To develop and validate the Transformer-based Risk assessment survival model (TRisk), a novel deep learning model, for prediction of 10-year risk of cardiovascular disease (CVD) in both the general population and individuals with diabetes.

Design

Prospective open cohort study design.

Setting

Primary and secondary care in England as provided by Clinical Practice Research Datalink (CPRD) Gold

Participants

An open cohort of 3 million adults aged 25 to 84 years was identified using linked primary and secondary electronic health records from 291 and 98 general practices in England and were used for model development and validation, respectively (i.e., general population cohort). Additionally, a second cohort of patients with diabetes was extracted. At study entry, patients in both cohorts were free of CVD and not prescribed statins.

Methods

TRisk utilised all diagnosis, medication, procedure, and clinical test data up to study entry in linked longitudinal primary and secondary care electronic health records for prediction of 10-year risk of CVD. Discrimination, calibration, and decision curve analyses were conducted to investigate predictive performance. The proposed model was also compared against QRISK3 and a deep learning derivation model of QRISK3 (DeepSurv). Additional analyses compared discriminatory performance in other age groups, by sex, and across categories of socioeconomic status.

Main outcome measures

Incident cardiovascular disease recorded in either linked general practice or hospital admission datasets provided by CPRD Gold.

Results

TRisk demonstrated superior discrimination (C-index in the general population: 0.910; 95% confidence interval [CI]: 0.906 to 0.913). TRisk’s performance was found to be less sensitive to population age range than the benchmark models and outperformed other models also in analyses stratified by age, sex or socioeconomic status. All models were overall well-calibrated.
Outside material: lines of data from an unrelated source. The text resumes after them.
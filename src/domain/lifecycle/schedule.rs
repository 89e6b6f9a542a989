//! Usage reset windows and their boundaries.
//!
//! The engine does not decide *when* resets run; an external trigger does.
//! It only needs to know which boundary an invocation belongs to, so that a
//! reset is applied at most once per boundary no matter how often the
//! trigger fires.

use chrono::{Datelike, Duration, FixedOffset, NaiveDate, NaiveTime, Offset, TimeZone, Utc, Weekday};
use serde::{Deserialize, Serialize};
use std::fmt;

use crate::domain::foundation::{Timestamp, ValidationError};

/// Which usage counter a reset clears.
#[derive(Debug, Clone, Copy, PartialEq, Eq, Hash, Serialize, Deserialize)]
#[serde(rename_all = "snake_case")]
pub enum UsageWindow {
    Weekly,
    Monthly,
}

impl UsageWindow {
    pub fn as_str(&self) -> &'static str {
        match self {
            UsageWindow::Weekly => "weekly",
            UsageWindow::Monthly => "monthly",
        }
    }

    /// Scheduler job name for this window's reset.
    pub fn job_name(&self) -> &'static str {
        match self {
            UsageWindow::Weekly => "reset-weekly",
            UsageWindow::Monthly => "reset-monthly",
        }
    }
}

impl fmt::Display for UsageWindow {
    fn fmt(&self, f: &mut fmt::Formatter<'_>) -> fmt::Result {
        f.write_str(self.as_str())
    }
}

/// The start of one reset window.
#[derive(Debug, Clone, PartialEq, Eq, Hash)]
pub struct ResetBoundary {
    pub window: UsageWindow,
    /// Local midnight of the boundary day, as an instant.
    pub starts_at: Timestamp,
    /// Stable dedupe key, e.g. `weekly:2026-10-12`.
    pub key: String,
}

/// When weekly and monthly windows start, in a fixed UTC offset.
#[derive(Debug, Clone, Copy, PartialEq, Eq)]
pub struct ResetSchedule {
    utc_offset: FixedOffset,
    weekly_reset_day: Weekday,
    monthly_reset_day: u32,
}

impl ResetSchedule {
    /// Latest day every month has.
    pub const MAX_MONTHLY_RESET_DAY: u32 = 28;

    /// # Errors
    ///
    /// Returns `ValidationError` if the monthly day is outside 1..=28.
    pub fn new(
        utc_offset: FixedOffset,
        weekly_reset_day: Weekday,
        monthly_reset_day: u32,
    ) -> Result<Self, ValidationError> {
        if !(1..=Self::MAX_MONTHLY_RESET_DAY).contains(&monthly_reset_day) {
            return Err(ValidationError::out_of_range(
                "monthly_reset_day",
                1,
                Self::MAX_MONTHLY_RESET_DAY as i64,
                monthly_reset_day as i64,
            ));
        }
        Ok(Self {
            utc_offset,
            weekly_reset_day,
            monthly_reset_day,
        })
    }

    pub fn utc_offset(&self) -> FixedOffset {
        self.utc_offset
    }

    pub fn weekly_reset_day(&self) -> Weekday {
        self.weekly_reset_day
    }

    pub fn monthly_reset_day(&self) -> u32 {
        self.monthly_reset_day
    }

    /// The most recent boundary of `window` at or before `at`.
    pub fn boundary_for(&self, window: UsageWindow, at: Timestamp) -> ResetBoundary {
        let today = at.at_offset(self.utc_offset).date_naive();
        let day = match window {
            UsageWindow::Weekly => self.last_weekly_day(today),
            UsageWindow::Monthly => self.last_monthly_day(today),
        };

        ResetBoundary {
            window,
            starts_at: self.local_midnight(day),
            key: format!("{}:{}", window.as_str(), day),
        }
    }

    fn last_weekly_day(&self, today: NaiveDate) -> NaiveDate {
        let current = today.weekday().num_days_from_monday() as i64;
        let target = self.weekly_reset_day.num_days_from_monday() as i64;
        today - Duration::days((current - target).rem_euclid(7))
    }

    fn last_monthly_day(&self, today: NaiveDate) -> NaiveDate {
        let first_of_month = today - Duration::days(today.day0() as i64);
        let offset = Duration::days(self.monthly_reset_day as i64 - 1);
        if today.day() >= self.monthly_reset_day {
            first_of_month + offset
        } else {
            let last_of_previous = first_of_month - Duration::days(1);
            let first_of_previous = last_of_previous - Duration::days(last_of_previous.day0() as i64);
            first_of_previous + offset
        }
    }

    fn local_midnight(&self, day: NaiveDate) -> Timestamp {
        let local = day.and_time(NaiveTime::MIN);
        let utc = local - Duration::seconds(self.utc_offset.local_minus_utc() as i64);
        Timestamp::from_datetime(Utc.from_utc_datetime(&utc))
    }
}

impl Default for ResetSchedule {
    /// Mondays and the 1st of the month, UTC.
    fn default() -> Self {
        Self {
            utc_offset: Utc.fix(),
            weekly_reset_day: Weekday::Mon,
            monthly_reset_day: 1,
        }
    }
}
In decision curve analyses, TRisk demonstrated greater net benefit than benchmark models across the range of relevant thresholds. At both the recommended 10% risk threshold and the 15% risk threshold, TRisk reduced both the total number of patients classified at high risk (by 22% and 35% respectively) and the number of false negatives as compared with currently recommended strategies. TRisk similarly outperformed other models in patients with diabetes. Compared with the widely recommended treat-all policy approach for patients with diabetes, TRisk at a 10% risk threshold would lead to deselection of 24% of individuals with a small fraction of false negatives (0.2% of cohort).

Conclusion

TRisk enabled a more targeted selection of individuals at risk of CVD compared to benchmark statistical and deep learning models, in both the general population and patients with diabetes. Incorporation of TRisk into routine clinical care would allow a reduction in the number of treatment-eligible patients by approximately one-third while preventing at least as many events as with currently adopted approaches.